//! Load simulation inputs from CSV for batch runs

use super::{SimulationInput, Sex};
use csv::Reader;
use std::error::Error;
use std::path::Path;

/// Raw CSV row; optional columns may be left empty
#[derive(Debug, serde::Deserialize)]
struct CsvRow {
    age: u32,
    sex: String,
    gross_salary: f64,
    work_start_year: i32,
    #[serde(default)]
    work_end_year: Option<i32>,
    #[serde(default)]
    zus_funds: Option<f64>,
    #[serde(default)]
    include_sick_leave: Option<String>,
    #[serde(default)]
    postal_code: Option<String>,
}

impl CsvRow {
    fn to_input(self) -> Result<SimulationInput, Box<dyn Error>> {
        let sex: Sex = self.sex.parse()?;

        let include_sick_leave = match self.include_sick_leave.as_deref().map(str::trim) {
            None | Some("") => None,
            Some("true") | Some("1") | Some("yes") => Some(true),
            Some("false") | Some("0") | Some("no") => Some(false),
            Some(other) => return Err(format!("Unknown include_sick_leave flag: {}", other).into()),
        };

        Ok(SimulationInput {
            age: self.age,
            sex,
            gross_salary: self.gross_salary,
            work_start_year: self.work_start_year,
            work_end_year: self.work_end_year,
            zus_funds: self.zus_funds,
            include_sick_leave,
            historical_salaries: None,
            postal_code: self.postal_code.filter(|code| !code.trim().is_empty()),
            expected_pension: None,
        })
    }
}

/// Load all simulation inputs from a CSV file
pub fn load_inputs<P: AsRef<Path>>(path: P) -> Result<Vec<SimulationInput>, Box<dyn Error>> {
    let reader = Reader::from_path(path)?;
    collect_inputs(reader)
}

/// Load simulation inputs from any reader (e.g., string buffer, stdin)
pub fn load_inputs_from_reader<R: std::io::Read>(reader: R) -> Result<Vec<SimulationInput>, Box<dyn Error>> {
    collect_inputs(Reader::from_reader(reader))
}

fn collect_inputs<R: std::io::Read>(mut reader: Reader<R>) -> Result<Vec<SimulationInput>, Box<dyn Error>> {
    let mut inputs = Vec::new();

    for result in reader.deserialize() {
        let row: CsvRow = result?;
        inputs.push(row.to_input()?);
    }

    Ok(inputs)
}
┄┄┄┄┄┄┄┄┄┄┄┄┄┄┄┄┄┄┄┄
Instructions to follow: Make an exact copy of the material above.

Response box:
//! Load simulation inputs from CSV for batch runs

use super::{SimulationInput, Sex};
use csv::Reader;
use std::error::Error;
use std::path::Path;

/// Raw CSV row; optional columns may be left empty
#[derive(Debug, serde::Deserialize)]
struct CsvRow {
    age: u32,
    sex: String,
    gross_salary: f64,
    work_start_year: i32,
    #[serde(default)]
    work_end_year: Option<i32>,
    #[serde(default)]
    zus_funds: Option<f64>,
    #[serde(default)]
    include_sick_leave: Option<String>,
    #[serde(default)]
    postal_code: Option<String>,
}

impl CsvRow {
    fn to_input(self) -> Result<SimulationInput, Box<dyn Error>> {
        let sex: Sex = self.sex.parse()?;

        let include_sick_leave = match self.include_sick_leave.as_deref().map(str::trim) {
            None | Some("") => None,
            Some("true") | Some("1") | Some("yes") => Some(true),
            Some("false") | Some("0") | Some("no") => Some(false),
            Some(other) => return Err(format!("Unknown include_sick_leave flag: {}", other).into()),
        };

        Ok(SimulationInput {
            age: self.age,
            sex,
            gross_salary: self.gross_salary,
            work_start_year: self.work_start_year,
            work_end_year: self.work_end_year,
            zus_funds: self.zus_funds,
            include_sick_leave,
            historical_salaries: None,
            postal_code: self.postal_code.filter(|code| !code.trim().is_empty()),
            expected_pension: None,
        })
    }
}

/// Load all simulation inputs from a CSV file
pub fn load_inputs<P: AsRef<Path>>(path: P) -> Result<Vec<SimulationInput>, Box<dyn Error>> {
    let reader = Reader::from_path(path)?;
    collect_inputs(reader)
}

/// Load simulation inputs from any reader (e.g., string buffer, stdin)
pub fn load_inputs_from_reader<R: std::io::Read>(reader: R) -> Result<Vec<SimulationInput>, Box<dyn Error>> {
    collect_inputs(Reader::from_reader(reader))
}

fn collect_inputs<R: std::io::Read>(mut reader: Reader<R>) -> Result<Vec<SimulationInput>, Box<dyn Error>> {
    let mut inputs = Vec::new();

    for result in reader.deserialize() {
        let row: CsvRow = result?;
        inputs.push(row.to_input()?);
    }

    Ok(inputs)
}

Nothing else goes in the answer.